▸ Goal of the exercise: Tally the lines in the listing below that contain the string "availability", and state only the total.

Source material START

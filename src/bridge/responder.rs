//! Phone-side request handling.
//!
//! Each inbound request runs on its own task:
//!
//! ```text
//! Received -> StateResolved -> SessionReady | SessionUnavailable
//!          -> Executed | ExecutionFailed -> ResponseSent
//! ```
//!
//! Every parseable request gets exactly one response. The only exit without a
//! response is shutdown; the wearable then times out.

use super::contract::{
    self, DeviceStatus, ErrorCode, Inbound, MessagePath, RequestEnvelope, RequestKind,
    ResponseEnvelope,
};
use super::session::{BackendSession, SessionError, SessionResolver};
use super::transport::{MessageHandler, RawMessage, Transport};
use crate::backend::{AlarmAction, AlarmDevice, BackendError};
use std::sync::{Arc, Weak};
use tokio_util::sync::CancellationToken;
use tokio_util::task::TaskTracker;

struct Inner {
    transport: Arc<dyn Transport>,
    sessions: Arc<SessionResolver>,
    shutdown: CancellationToken,
    tasks: TaskTracker,
}

/// Transport handler holding the responder weakly.
struct RequestAdapter(Weak<Inner>);

impl MessageHandler for RequestAdapter {
    fn on_message(&self, message: RawMessage) {
        let Some(inner) = self.0.upgrade() else {
            return;
        };
        if inner.shutdown.is_cancelled() {
            tracing::debug!(path = %message.path, "responder shut down; dropping request");
            return;
        }
        let task_inner = Arc::clone(&inner);
        inner.tasks.spawn(async move {
            task_inner.handle(message).await;
        });
    }
}

/// Serves wearable requests against the alarm backend.
pub struct CommandResponder {
    inner: Arc<Inner>,
}

impl CommandResponder {
    /// Create a responder and register it as the transport's inbound handler.
    pub fn attach(transport: Arc<dyn Transport>, sessions: Arc<SessionResolver>) -> Self {
        Self::attach_with_shutdown(transport, sessions, CancellationToken::new())
    }

    /// Like [`Self::attach`], stopping when `shutdown` is cancelled.
    pub fn attach_with_shutdown(
        transport: Arc<dyn Transport>,
        sessions: Arc<SessionResolver>,
        shutdown: CancellationToken,
    ) -> Self {
        let inner = Arc::new(Inner {
            transport,
            sessions,
            shutdown,
            tasks: TaskTracker::new(),
        });
        inner
            .transport
            .set_handler(Arc::new(RequestAdapter(Arc::downgrade(&inner))));
        Self { inner }
    }

    /// Handle one raw message to completion (the handler does this on a task).
    pub async fn handle(&self, message: RawMessage) {
        self.inner.handle(message).await;
    }

    /// Number of requests currently being handled.
    #[must_use]
    pub fn in_flight(&self) -> usize {
        self.inner.tasks.len()
    }

    /// Stop accepting requests and wait for in-flight ones to be answered.
    pub async fn drain(&self) {
        self.inner.transport.clear_handler();
        self.inner.tasks.close();
        self.inner.tasks.wait().await;
        tracing::info!("command responder drained");
    }

    /// Stop accepting requests, abandon in-flight work without responding,
    /// and wait for the request tasks to finish.
    pub async fn shutdown(&self) {
        self.inner.shutdown.cancel();
        self.inner.transport.clear_handler();
        self.inner.tasks.close();
        self.inner.tasks.wait().await;
        tracing::info!("command responder stopped");
    }
}

impl Inner {
    async fn handle(&self, message: RawMessage) {
        let Some(path) = MessagePath::parse(&message.path) else {
            tracing::debug!(path = %message.path, "ignoring message on unknown path");
            return;
        };
        if !path.is_request() {
            tracing::debug!(path = %message.path, "ignoring response on the phone side");
            return;
        }

        let response = match contract::decode(&message.path, &message.payload) {
            Ok(Inbound::Request(request)) => {
                let request_id = request.correlation_id.clone();
                tracing::debug!(request_id = %request_id, path = path.as_str(), "request received");
                tokio::select! {
                    biased;
                    () = self.shutdown.cancelled() => {
                        tracing::debug!(request_id = %request_id, "shutdown during request; not responding");
                        return;
                    }
                    response = self.process(request) => response,
                }
            }
            Ok(Inbound::Response(_)) => return,
            Err(e) => {
                tracing::warn!(error = %e, source = %message.source, "unparseable request");
                ResponseEnvelope::failure(None, ErrorCode::IncompatibleProtocol)
            }
        };

        if self.shutdown.is_cancelled() {
            return;
        }
        self.respond(&message.source, path.response_path(), &response)
            .await;
    }

    async fn respond(&self, peer: &str, path: MessagePath, response: &ResponseEnvelope) {
        let payload = match response.encode(path) {
            Ok(payload) => payload,
            Err(e) => {
                tracing::error!(error = %e, "failed to encode response");
                return;
            }
        };
        match self.transport.send(peer, path.as_str(), payload).await {
            Ok(()) => tracing::debug!(
                request_id = response.correlation_id.as_deref().unwrap_or("-"),
                success = response.success,
                "response sent"
            ),
            Err(e) => tracing::warn!(error = %e, peer, "failed to send response"),
        }
    }

    async fn process(&self, request: RequestEnvelope) -> ResponseEnvelope {
        let id = Some(request.correlation_id.clone());
        let target = match &request.kind {
            RequestKind::Command {
                target_device_id, ..
            } => Some(*target_device_id),
            RequestKind::StatusQuery => None,
        };
        let with_target = |response: ResponseEnvelope| match target {
            Some(device) => response.with_device(device),
            None => response,
        };

        let state = self.sessions.availability();
        if let Some(code) = state.error_code() {
            tracing::info!(state = ?state, "request rejected by availability");
            return with_target(ResponseEnvelope::unavailable(id, code));
        }

        let session = match self.sessions.resolve() {
            Ok(session) => session,
            Err(e) => {
                tracing::warn!(error = %e, "no backend session");
                let code = match e {
                    SessionError::NotConfigured => ErrorCode::BackendUnavailable,
                    SessionError::NotPaired => ErrorCode::NoDevice,
                    SessionError::Storage(_) | SessionError::Backend(_) => match target {
                        Some(_) => return with_target(ResponseEnvelope::failure(id, ErrorCode::CommandFailed)),
                        None => ErrorCode::BackendUnavailable,
                    },
                };
                return with_target(ResponseEnvelope::unavailable(id, code));
            }
        };

        match request.kind {
            RequestKind::StatusQuery => match session.client.list_devices().await {
                Ok(devices) => ResponseEnvelope::from_status(id, map_devices(&devices, None)),
                Err(e) => {
                    let code = self.backend_failure(&session, &e, ErrorCode::BackendUnavailable);
                    ResponseEnvelope::unavailable(id, code)
                }
            },
            RequestKind::Command {
                target_device_id,
                action,
            } => {
                let Some(action) = AlarmAction::parse(&action) else {
                    tracing::warn!(action = %action, "unknown alarm action");
                    return ResponseEnvelope::failure(id, ErrorCode::CommandFailed)
                        .with_device(target_device_id);
                };
                let outcome = async {
                    session.client.send_command(target_device_id, action).await?;
                    session.client.list_devices().await
                }
                .await;
                match outcome {
                    Ok(devices) => ResponseEnvelope::from_status(
                        id,
                        map_devices(&devices, Some(target_device_id)),
                    )
                    .with_device(target_device_id),
                    Err(e) => {
                        let code = self.backend_failure(&session, &e, ErrorCode::CommandFailed);
                        ResponseEnvelope::failure(id, code).with_device(target_device_id)
                    }
                }
            }
        }
    }

    /// Log a backend failure and pick the code to report.
    ///
    /// A 401 has already cleared the credentials, so it drops `session` (unless
    /// a newer one replaced it meanwhile) and reports the phone as unpaired.
    fn backend_failure(
        &self,
        session: &Arc<BackendSession>,
        error: &BackendError,
        fallback: ErrorCode,
    ) -> ErrorCode {
        if error.is_unauthorized() {
            tracing::warn!("backend rejected credentials; dropping session");
            self.sessions.invalidate_if_current(session);
            return ErrorCode::NoDevice;
        }
        tracing::warn!(error = %error, code = error.code(), "backend call failed");
        fallback
    }
}

/// Map the backend device list to the status shown on the wearable.
///
/// Uses the device with id `preferred` when present, else the first device.
/// An empty list yields a `NO_DEVICE` status.
#[must_use]
pub fn map_devices(devices: &[AlarmDevice], preferred: Option<i64>) -> DeviceStatus {
    let device = preferred
        .and_then(|id| devices.iter().find(|d| d.id == id))
        .or_else(|| devices.first());
    match device {
        Some(device) => DeviceStatus {
            device_id: Some(device.id),
            name: Some(device.name.clone()),
            fuel_level: Some(device.data.fuel_tank),
            ready: true,
            engine_temperature: Some(f64::from(device.data.engine_temp)),
            cabin_temperature: Some(f64::from(device.data.cabin_temp)),
            battery_voltage: Some(device.data.voltage),
            engine_running: Some(device.engine_running()),
            last_update_ms: Some(contract::now_ms()),
            error_code: None,
        },
        None => DeviceStatus::error(ErrorCode::NoDevice),
    }
}

impl std::fmt::Debug for CommandResponder {
    fn fmt(&self, f: &mut std::fmt::Formatter<'_>) -> std::fmt::Result {
        f.debug_struct("CommandResponder")
            .field("in_flight", &self.inner.tasks.len())
            .field("shutdown", &self.inner.shutdown.is_cancelled())
            .finish()
    }
}
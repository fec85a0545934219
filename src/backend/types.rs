//! Alarm backend REST payloads.

use serde::{Deserialize, Serialize};
use std::fmt;

/// Remote actions the alarm accepts.
#[derive(Debug, Clone, Copy, PartialEq, Eq, Serialize, Deserialize)]
#[serde(rename_all = "lowercase")]
pub enum AlarmAction {
    Start,
    Stop,
}

impl AlarmAction {
    /// Backend wire value (`"start"` / `"stop"`).
    #[must_use]
    pub fn as_str(self) -> &'static str {
        match self {
            Self::Start => "start",
            Self::Stop => "stop",
        }
    }

    /// Parse an action name, ignoring case and surrounding whitespace.
    #[must_use]
    pub fn parse(raw: &str) -> Option<Self> {
        match raw.trim().to_ascii_lowercase().as_str() {
            "start" => Some(Self::Start),
            "stop" => Some(Self::Stop),
            _ => None,
        }
    }
}

impl fmt::Display for AlarmAction {
    fn fmt(&self, f: &mut fmt::Formatter<'_>) -> fmt::Result {
        f.write_str(self.as_str())
    }
}

/// Telemetry block of an alarm device as reported by the backend.
#[derive(Debug, Clone, PartialEq, Serialize, Deserialize)]
pub struct AlarmDeviceData {
    #[serde(rename = "fuel")]
    pub fuel_tank: i32,
    pub voltage: f64,
    pub engine_temp: i32,
    pub out_temp: i32,
    pub cabin_temp: i32,
    pub engine_rpm: i32,
    #[serde(default)]
    pub x: f64,
    #[serde(default)]
    pub y: f64,
}

/// One alarm device from `GET /api/alarm/devices`.
#[derive(Debug, Clone, PartialEq, Serialize, Deserialize)]
pub struct AlarmDevice {
    pub id: i64,
    pub name: String,
    #[serde(default)]
    pub model: String,
    pub data: AlarmDeviceData,
}

impl AlarmDevice {
    /// The engine counts as running while the tachometer reads above zero.
    #[must_use]
    pub fn engine_running(&self) -> bool {
        self.data.engine_rpm > 0
    }
}

/// Response body of both pairing endpoints.
#[derive(Debug, Clone, Deserialize)]
pub(crate) struct PairResponse {
    pub device_id: String,
    pub token: String,
}

/// Body of `POST /api/devices/pairing/cred`.
#[derive(Debug, Serialize)]
pub(crate) struct CredentialPairRequest<'a> {
    pub email: &'a str,
    pub password: &'a str,
    pub device_name: &'a str,
}

/// Body of `POST /api/alarm/command`.
#[derive(Debug, Serialize)]
pub(crate) struct AlarmCommandRequest {
    pub alarm_device_id: i64,
    pub action: AlarmAction,
}
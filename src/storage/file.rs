//! TOML file-backed stores.

use super::{BackendConfig, BackendConfigStore, CredentialsStore, DeviceCredentials, StorageError};
use serde::Serialize;
use serde::de::DeserializeOwned;
use std::path::{Path, PathBuf};

/// Backend host/port persisted as a small TOML file.
#[derive(Debug, Clone)]
pub struct FileBackendConfigStore {
    path: PathBuf,
}

impl FileBackendConfigStore {
    pub fn new(path: impl Into<PathBuf>) -> Self {
        Self { path: path.into() }
    }

    /// Location of the backing file.
    #[must_use]
    pub fn path(&self) -> &Path {
        &self.path
    }
}

impl BackendConfigStore for FileBackendConfigStore {
    fn load(&self) -> Result<Option<BackendConfig>, StorageError> {
        Ok(read_toml::<BackendConfig>(&self.path)?.filter(BackendConfig::is_usable))
    }

    fn save(&self, config: &BackendConfig) -> Result<(), StorageError> {
        write_toml(&self.path, config, false)
    }

    fn clear(&self) -> Result<(), StorageError> {
        remove_if_exists(&self.path)
    }
}

/// Device credentials persisted as a TOML file readable only by the owner.
#[derive(Debug, Clone)]
pub struct FileCredentialsStore {
    path: PathBuf,
}

impl FileCredentialsStore {
    pub fn new(path: impl Into<PathBuf>) -> Self {
        Self { path: path.into() }
    }

    /// Location of the backing file.
    #[must_use]
    pub fn path(&self) -> &Path {
        &self.path
    }
}

impl CredentialsStore for FileCredentialsStore {
    fn load(&self) -> Result<Option<DeviceCredentials>, StorageError> {
        Ok(read_toml::<DeviceCredentials>(&self.path)?.filter(DeviceCredentials::is_usable))
    }

    fn save(&self, credentials: &DeviceCredentials) -> Result<(), StorageError> {
        write_toml(&self.path, credentials, true)
    }

    fn clear(&self) -> Result<(), StorageError> {
        remove_if_exists(&self.path)
    }
}

fn read_toml<T: DeserializeOwned>(path: &Path) -> Result<Option<T>, StorageError> {
    let content = match std::fs::read_to_string(path) {
        Ok(content) => content,
        Err(e) if e.kind() == std::io::ErrorKind::NotFound => return Ok(None),
        Err(e) => return Err(e.into()),
    };
    if content.trim().is_empty() {
        return Ok(None);
    }
    toml::from_str(&content)
        .map(Some)
        .map_err(|e| StorageError::Format(format!("{}: {e}", path.display())))
}

fn write_toml<T: Serialize>(path: &Path, value: &T, private: bool) -> Result<(), StorageError> {
    if let Some(parent) = path.parent() {
        std::fs::create_dir_all(parent)?;
    }
    let content = toml::to_string_pretty(value).map_err(|e| StorageError::Format(e.to_string()))?;
    std::fs::write(path, content)?;

    #[cfg(unix)]
    if private {
        use std::os::unix::fs::PermissionsExt;
        std::fs::set_permissions(path, std::fs::Permissions::from_mode(0o600))?;
    }
    #[cfg(not(unix))]
    let _ = private;

    Ok(())
}

fn remove_if_exists(path: &Path) -> Result<(), StorageError> {
    match std::fs::remove_file(path) {
        Ok(()) => Ok(()),
        Err(e) if e.kind() == std::io::ErrorKind::NotFound => Ok(()),
        Err(e) => Err(e.into()),
    }
}
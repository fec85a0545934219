//! Backend URL construction from stored host/port settings.

use crate::storage::BackendConfig;

/// Build the normalised base URL (always ending in `/`).
///
/// - a missing scheme defaults to `http://`
/// - the stored port is appended when the host does not already carry one
#[must_use]
pub fn base_url(config: &BackendConfig) -> String {
    let mut url = config.host.trim().trim_end_matches('/').to_owned();
    if !url.contains("://") {
        url = format!("http://{url}");
    }

    if let Some(port) = config.port {
        let authority = url
            .split_once("://")
            .map(|(_, rest)| rest.split('/').next().unwrap_or(rest))
            .unwrap_or_default();
        if !authority.contains(':') {
            match url.split_once("://") {
                Some((scheme, rest)) => {
                    let (host, path) = rest.split_once('/').unwrap_or((rest, ""));
                    url = if path.is_empty() {
                        format!("{scheme}://{host}:{port}")
                    } else {
                        format!("{scheme}://{host}:{port}/{path}")
                    };
                }
                None => url = format!("{url}:{port}"),
            }
        }
    }

    url.push('/');
    url
}
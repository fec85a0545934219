//! Persisted backend settings and device credentials.
//!
//! The bridge only consumes this state; the pairing flow and the settings
//! screen own it. Both values follow the same load/save/clear contract:
//!
//! - `load()` returns `Ok(None)` when nothing usable is stored
//! - `save()` replaces the stored value
//! - `clear()` is idempotent
//!
//! Backends:
//!
//! - [`MemoryStore`]: process-local, used for embedding and tests
//! - [`FileBackendConfigStore`] / [`FileCredentialsStore`]: TOML files
//! - [`KeyringCredentialsStore`]: platform secret store via `keyring`

mod file;
mod memory;
mod secure;
mod types;

pub use file::{FileBackendConfigStore, FileCredentialsStore};
pub use memory::MemoryStore;
pub use secure::KeyringCredentialsStore;
pub use types::{BackendConfig, DeviceCredentials, StorageError};

/// Load/save/clear contract for the backend connection settings.
pub trait BackendConfigStore: Send + Sync {
    /// Load the stored settings, `None` if absent or blank.
    fn load(&self) -> Result<Option<BackendConfig>, StorageError>;

    /// Persist new settings.
    fn save(&self, config: &BackendConfig) -> Result<(), StorageError>;

    /// Remove the stored settings.
    fn clear(&self) -> Result<(), StorageError>;
}

/// Load/save/clear contract for the paired device credentials.
pub trait CredentialsStore: Send + Sync {
    /// Load the stored credentials, `None` if the device is not paired.
    fn load(&self) -> Result<Option<DeviceCredentials>, StorageError>;

    /// Persist credentials returned by a pairing call.
    fn save(&self, credentials: &DeviceCredentials) -> Result<(), StorageError>;

    /// Forget the credentials (unpair or authentication failure).
    fn clear(&self) -> Result<(), StorageError>;
}
//! Alarm backend collaborator.
//!
//! The responder talks to the backend only through [`BackendApi`]; clients are
//! built per base URL by a [`BackendFactory`] so the session resolver can
//! rebuild them when the stored settings change.

pub mod error;
mod http;
mod types;
pub mod urls;

pub use error::BackendError;
pub use http::{HttpBackendClient, HttpBackendFactory};
pub use types::{AlarmAction, AlarmDevice, AlarmDeviceData};

use crate::storage::{BackendConfig, DeviceCredentials};
use async_trait::async_trait;
use std::sync::Arc;

/// Operations the bridge needs from the alarm backend.
#[async_trait]
pub trait BackendApi: Send + Sync {
    /// Pair this phone using a one-time code shown by the backend.
    async fn pair_by_code(&self, code: &str) -> Result<DeviceCredentials, BackendError>;

    /// Pair this phone with account credentials.
    async fn pair_by_credentials(
        &self,
        email: &str,
        password: &str,
        device_name: &str,
    ) -> Result<DeviceCredentials, BackendError>;

    /// List alarm devices visible to the paired phone.
    async fn list_devices(&self) -> Result<Vec<AlarmDevice>, BackendError>;

    /// Submit a remote command for one alarm device.
    async fn send_command(&self, device_id: i64, action: AlarmAction) -> Result<(), BackendError>;

    /// Remove the pairing for `device_id` on the backend.
    async fn unpair(&self, device_id: &str) -> Result<(), BackendError>;
}

/// Constructs backend clients for a given connection setting.
pub trait BackendFactory: Send + Sync {
    fn create(&self, config: &BackendConfig) -> Result<Arc<dyn BackendApi>, BackendError>;
}

/// Session-level notifications raised by backend clients.
#[derive(Debug, Clone, Copy, PartialEq, Eq)]
pub enum SessionEvent {
    /// The backend answered 401; stored credentials were cleared.
    Unauthorized,
}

Source material END

▸ Worked solution: 2